Try it: Could you restate word for word every line of the records below, from the first one to the one holding "validated or not."?
------------------------------
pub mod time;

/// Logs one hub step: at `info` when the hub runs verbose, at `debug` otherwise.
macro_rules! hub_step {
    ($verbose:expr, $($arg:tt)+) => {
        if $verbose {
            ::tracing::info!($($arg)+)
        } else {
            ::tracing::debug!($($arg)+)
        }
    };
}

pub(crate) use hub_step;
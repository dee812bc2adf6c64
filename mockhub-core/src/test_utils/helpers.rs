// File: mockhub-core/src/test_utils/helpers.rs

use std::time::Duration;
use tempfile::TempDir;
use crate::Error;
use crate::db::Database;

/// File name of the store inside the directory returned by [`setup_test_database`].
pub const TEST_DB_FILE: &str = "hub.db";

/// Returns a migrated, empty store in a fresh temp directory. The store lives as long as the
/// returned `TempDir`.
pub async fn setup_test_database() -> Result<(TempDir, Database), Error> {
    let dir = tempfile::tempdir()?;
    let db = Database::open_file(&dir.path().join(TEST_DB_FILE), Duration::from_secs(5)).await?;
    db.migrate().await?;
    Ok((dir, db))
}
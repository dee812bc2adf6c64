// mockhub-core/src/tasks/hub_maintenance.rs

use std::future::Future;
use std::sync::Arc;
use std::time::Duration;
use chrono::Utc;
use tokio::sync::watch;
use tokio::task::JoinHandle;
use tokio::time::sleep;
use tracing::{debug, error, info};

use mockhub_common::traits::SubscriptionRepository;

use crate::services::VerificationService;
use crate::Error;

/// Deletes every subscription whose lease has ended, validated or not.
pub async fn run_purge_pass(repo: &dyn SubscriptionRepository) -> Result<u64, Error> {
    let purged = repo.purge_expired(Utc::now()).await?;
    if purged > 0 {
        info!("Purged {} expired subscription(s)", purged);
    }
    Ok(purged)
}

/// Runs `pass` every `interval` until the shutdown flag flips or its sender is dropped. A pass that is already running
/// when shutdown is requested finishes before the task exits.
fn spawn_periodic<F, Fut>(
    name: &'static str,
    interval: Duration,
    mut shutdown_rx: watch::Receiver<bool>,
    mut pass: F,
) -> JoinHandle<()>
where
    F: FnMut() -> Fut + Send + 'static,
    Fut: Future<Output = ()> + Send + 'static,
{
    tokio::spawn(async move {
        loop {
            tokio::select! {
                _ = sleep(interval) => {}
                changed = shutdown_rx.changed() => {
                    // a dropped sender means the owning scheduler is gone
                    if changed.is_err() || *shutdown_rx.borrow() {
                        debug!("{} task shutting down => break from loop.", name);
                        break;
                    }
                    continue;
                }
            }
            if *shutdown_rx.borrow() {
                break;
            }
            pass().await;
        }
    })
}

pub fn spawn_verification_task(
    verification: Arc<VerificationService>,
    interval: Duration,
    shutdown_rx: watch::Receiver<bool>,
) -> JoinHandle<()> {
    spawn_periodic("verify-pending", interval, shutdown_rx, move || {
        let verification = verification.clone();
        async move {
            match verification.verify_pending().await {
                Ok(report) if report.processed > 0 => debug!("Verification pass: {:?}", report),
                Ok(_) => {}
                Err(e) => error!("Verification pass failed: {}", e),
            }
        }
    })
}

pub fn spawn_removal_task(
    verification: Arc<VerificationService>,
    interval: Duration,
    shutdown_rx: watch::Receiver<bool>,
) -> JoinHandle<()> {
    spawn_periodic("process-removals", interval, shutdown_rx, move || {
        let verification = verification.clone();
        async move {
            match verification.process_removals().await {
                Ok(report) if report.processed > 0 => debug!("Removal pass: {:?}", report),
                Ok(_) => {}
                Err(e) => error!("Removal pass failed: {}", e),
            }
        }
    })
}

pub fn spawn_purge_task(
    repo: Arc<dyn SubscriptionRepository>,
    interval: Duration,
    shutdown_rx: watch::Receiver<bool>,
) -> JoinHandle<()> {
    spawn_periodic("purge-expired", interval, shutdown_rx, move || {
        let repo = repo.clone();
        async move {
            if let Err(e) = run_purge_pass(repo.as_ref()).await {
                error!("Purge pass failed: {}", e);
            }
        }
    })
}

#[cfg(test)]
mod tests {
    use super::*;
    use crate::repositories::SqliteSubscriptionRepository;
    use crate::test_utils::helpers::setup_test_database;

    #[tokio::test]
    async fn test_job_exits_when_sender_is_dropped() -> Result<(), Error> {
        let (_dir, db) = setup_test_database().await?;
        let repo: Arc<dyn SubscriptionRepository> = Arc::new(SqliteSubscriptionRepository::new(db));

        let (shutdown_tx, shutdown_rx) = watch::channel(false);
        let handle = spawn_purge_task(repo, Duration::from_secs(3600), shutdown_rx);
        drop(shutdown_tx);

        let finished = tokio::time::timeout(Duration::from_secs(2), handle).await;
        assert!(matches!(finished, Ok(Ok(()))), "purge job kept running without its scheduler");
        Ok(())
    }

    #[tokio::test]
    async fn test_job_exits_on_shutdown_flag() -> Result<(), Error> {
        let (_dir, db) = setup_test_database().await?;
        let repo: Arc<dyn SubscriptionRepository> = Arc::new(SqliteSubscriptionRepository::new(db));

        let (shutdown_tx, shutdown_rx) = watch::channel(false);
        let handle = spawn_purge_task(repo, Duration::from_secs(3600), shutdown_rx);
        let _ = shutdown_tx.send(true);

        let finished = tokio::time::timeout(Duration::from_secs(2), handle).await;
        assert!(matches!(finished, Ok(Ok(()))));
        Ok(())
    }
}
------------------------------
Written reply:
pub mod time;

/// Logs one hub step: at `info` when the hub runs verbose, at `debug` otherwise.
macro_rules! hub_step {
    ($verbose:expr, $($arg:tt)+) => {
        if $verbose {
            ::tracing::info!($($arg)+)
        } else {
            ::tracing::debug!($($arg)+)
        }
    };
}

pub(crate) use hub_step;
repository dee812bc2adf6c64
filename mockhub-core/src/test_utils/helpers.rs
// File: mockhub-core/src/test_utils/helpers.rs

use std::time::Duration;
use tempfile::TempDir;
use crate::Error;
use crate::db::Database;

/// File name of the store inside the directory returned by [`setup_test_database`].
pub const TEST_DB_FILE: &str = "hub.db";

/// Returns a migrated, empty store in a fresh temp directory. The store lives as long as the
/// returned `TempDir`.
pub async fn setup_test_database() -> Result<(TempDir, Database), Error> {
    let dir = tempfile::tempdir()?;
    let db = Database::open_file(&dir.path().join(TEST_DB_FILE), Duration::from_secs(5)).await?;
    db.migrate().await?;
    Ok((dir, db))
}
repository dee812bc2adf6c64
// mockhub-core/src/tasks/hub_maintenance.rs

use std::future::Future;
use std::sync::Arc;
use std::time::Duration;
use chrono::Utc;
use tokio::sync::watch;
use tokio::task::JoinHandle;
use tokio::time::sleep;
use tracing::{debug, error, info};

use mockhub_common::traits::SubscriptionRepository;

use crate::services::VerificationService;
use crate::Error;

/// Deletes every subscription whose lease has ended, validated or not.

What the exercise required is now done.